Wondering: What is Robotic Welding?
The process of robotic welding requires the mixing of heat and pressure of materials, usually metals. Mainly, manual welding was done until the 1980s when robots for automated space soldering were adopted in the automotive industry. Since then, robotic welding has continued to develop, with approximately 50% of today’s robots used for soldering automation. Welding robots provide more efficiency, consistency, and speed to the skill level of an experienced welder. As witnessed by welder withdrawals and expanding the welding gap in current workers, automation of welding processes is becoming even more important with industrial robots.

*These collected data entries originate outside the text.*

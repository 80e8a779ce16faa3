//! Plays back keypoints recorded to a JSON-lines file.
//!
//! One line per frame.  A line is either one person (17 `[x, y, score]`
//! triples in canonical joint order), a list of people, or `[]` for an empty
//! scene.  Blank lines are skipped.  Playback wraps around at the end of the
//! file.

use std::path::{Path, PathBuf};

use serde::Deserialize;

use crate::application::sources::{Estimation, EstimatorError, Frame, PoseEstimator, RawPose};

#[derive(Deserialize)]
#[serde(untagged)]
enum RecordedFrame {
    Many(Vec<Vec<[f64; 3]>>),
    One(Vec<[f64; 3]>),
}

impl From<RecordedFrame> for Vec<RawPose> {
    fn from(frame: RecordedFrame) -> Self {
        match frame {
            RecordedFrame::Many(people) => people
                .into_iter()
                .map(|joints| RawPose { joints })
                .collect(),
            RecordedFrame::One(joints) => vec![RawPose { joints }],
        }
    }
}

#[derive(Debug, Clone)]
pub struct ReplayEstimator {
    path: PathBuf,
    frames: Vec<Vec<RawPose>>,
    cursor: usize,
}

impl ReplayEstimator {
    /// Reads the whole recording.
    ///
    /// # Errors
    ///
    /// [`EstimatorError::Io`], [`EstimatorError::Parse`] with the 1-based
    /// line number, or [`EstimatorError::EmptyRecording`].
    pub fn load(path: &Path) -> Result<Self, EstimatorError> {
        let text = std::fs::read_to_string(path).map_err(|source| EstimatorError::Io {
            path: path.to_path_buf(),
            source,
        })?;
        Self::parse(&text, path)
    }

    /// Parses recording text; `path` is used in errors only.
    ///
    /// # Errors
    ///
    /// See [`ReplayEstimator::load`].
    pub fn parse(text: &str, path: &Path) -> Result<Self, EstimatorError> {
        let mut frames = Vec::new();
        for (i, line) in text.lines().enumerate() {
            let line = line.trim();
            if line.is_empty() {
                continue;
            }
            let frame: RecordedFrame =
                serde_json::from_str(line).map_err(|source| EstimatorError::Parse {
                    path: path.to_path_buf(),
                    line: i + 1,
                    source,
                })?;
            frames.push(frame.into());
        }
        if frames.is_empty() {
            return Err(EstimatorError::EmptyRecording(path.to_path_buf()));
        }
        Ok(Self {
            path: path.to_path_buf(),
            frames,
            cursor: 0,
        })
    }

    pub fn path(&self) -> &Path {
        &self.path
    }

    /// Number of recorded frames.
    pub fn len(&self) -> usize {
        self.frames.len()
    }

    pub fn is_empty(&self) -> bool {
        self.frames.is_empty()
    }
}

impl PoseEstimator for ReplayEstimator {
    fn infer(&mut self, _frame: &Frame) -> Result<Estimation, EstimatorError> {
        let poses = self.frames[self.cursor].clone();
        self.cursor = (self.cursor + 1) % self.frames.len();
        Ok(Estimation {
            poses,
            annotated: None,
        })
    }
}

Robotic welding means full automation with mechanical manipulation and robotic tooling programmed for handling and welding parts for a welding application. Robotic soldering may also be known as automatic soldering. Industrial robots can complete welds by pre-programmed routes, guidance for the robotic vision system, or a combination of both for more complicated applications. The robotic manipulator’s managed drives ensure accuracy and precision of the results in durable, high-quality welds.
Most robots are six-axis robots that are used to automate soldering applications. These joint robots have a single-arm configuration that is capable of working from any angle because of their wide range of movement. Six-axis welding robots can weld big bits, obtain easy angles or fit in narrow spaces. A top option for manufacturers who want to automate a welding process is the FANUC Arcmate 120ic. For robotic welding, robotic robots can also be used. They are suitable to operate on large welds with their robotic system, but their range of motion is limited to 3 axes.
To automate a welding process, more than just an industrial robot is needed. Welding robots should be equipped with a power supply for robot welding, a torch welding, a wire feeder, robotic positioners, and a reamer. In one robotic work cell, all of these components can be contained. The robotic cells provide robots with a secure welding area by protecting floor staff against any welding threat. Workcells permit robots to operate to optimum productivity and efficiency.
A series of steps are initiated and supervised by an operator in the traditional robotic welding phase. The operator starts by holding a workpiece on the first or two workstations from outside the cell. The workpiece is secured and placed with the positioning system. To run the desired welding program, the operator will use the robot controller. After the robot has been picked; the welding process starts inside the work cell while the workpiece is prepared by loading onto the still workpiece. The reamer is designed to clean the welding torch between parts when the welding is done. The ABB 2600 and the FANUC Arc Mate 100ic are common robots used in cells such as these. The positioner rotates with the preloaded piece until washed, and positions it before the robot during the next solder cycle. The operator can detach the completed workpiece from the first workstation, which now is idle.
The application of robotic welding can be divided into two categories: resistance and arc welding. Processes of resistance welding involve spot welding that is commonly used in automotive production. The FANUC R-2000ib offers an example of a spot welding robot. MIG, TIG, FCAW, and plasma welding applications include arc welding processes. The Motoman MA1400 is specially built for arc soldering automation.